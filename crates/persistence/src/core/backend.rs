//! Backend abstraction for the two store families.
//!
//! This module defines the [`Backend`] trait for lifecycle concerns shared by
//! every adapter, and [`StorageBackend`], the object-safe bundle of every
//! store contract that the repository facades dispatch to.

use std::fmt::Debug;
use std::str::FromStr;
use std::sync::Arc;

use async_trait::async_trait;

use crate::core::arrays::ArrayFieldOps;
use crate::core::catalog::{LocationStore, TypeStore};
use crate::core::items::ItemStore;
use crate::core::logs::LogStore;
use crate::core::users::UserStore;
use crate::error::BackendError;

/// Identifies which family of store an adapter talks to.
#[derive(Debug, Clone, Copy, PartialEq, Eq, Hash)]
pub enum BackendKind {
    /// Schema-less collection store (MongoDB).
    Document,
    /// Mapped relational tables (SQLite).
    Relational,
}

impl BackendKind {
    /// The backend used when configuration names none.
    pub const DEFAULT: BackendKind = BackendKind::Document;

    /// Returns both kinds.
    pub fn all() -> [BackendKind; 2] {
        [BackendKind::Document, BackendKind::Relational]
    }

    /// Returns the canonical configuration value.
    pub fn as_str(&self) -> &'static str {
        match self {
            BackendKind::Document => "document",
            BackendKind::Relational => "relational",
        }
    }
}

impl std::fmt::Display for BackendKind {
    fn fmt(&self, f: &mut std::fmt::Formatter<'_>) -> std::fmt::Result {
        write!(f, "{}", self.as_str())
    }
}

impl FromStr for BackendKind {
    type Err = String;

    fn from_str(s: &str) -> Result<Self, Self::Err> {
        match s.trim().to_ascii_lowercase().as_str() {
            "document" | "mongo" | "mongodb" => Ok(BackendKind::Document),
            "relational" | "sqlite" | "postgres" | "postgresql" | "sql" => {
                Ok(BackendKind::Relational)
            }
            other => Err(format!("unknown backend type: {other}")),
        }
    }
}

/// Lifecycle of a storage adapter.
///
/// Adapters are opened by their own constructors; `initialize` creates the
/// schema or indexes and `shutdown` releases connections.
#[async_trait]
pub trait Backend: Send + Sync + Debug {
    /// Returns the kind of backend.
    fn kind(&self) -> BackendKind;

    /// Returns a human-readable name for this backend.
    fn name(&self) -> &'static str;

    /// Checks if the backend is reachable.
    async fn health_check(&self) -> Result<(), BackendError>;

    /// Creates tables or indexes if needed. Safe to call repeatedly.
    async fn initialize(&self) -> Result<(), BackendError>;

    /// Releases held connections.
    async fn shutdown(&self) -> Result<(), BackendError> {
        Ok(())
    }
}

/// Every contract a facade can dispatch to.
pub trait StorageBackend:
    Backend + ItemStore + TypeStore + LocationStore + UserStore + LogStore + ArrayFieldOps
{
}

impl<T> StorageBackend for T where
    T: Backend + ItemStore + TypeStore + LocationStore + UserStore + LogStore + ArrayFieldOps
{
}

/// A shared, type-erased adapter.
pub type DynBackend = Arc<dyn StorageBackend>;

DESCRIPTION OF THE TASK: Reproduce verbatim the lines above, from the line with "Ok(BackendKind::Relational)" through the line with "schema or indexes".

FINISHED EXERCISE:
                Ok(BackendKind::Relational)
            }
            other => Err(format!("unknown backend type: {other}")),
        }
    }
}

/// Lifecycle of a storage adapter.
///
/// Adapters are opened by their own constructors; `initialize` creates the
/// schema or indexes and `shutdown` releases connections.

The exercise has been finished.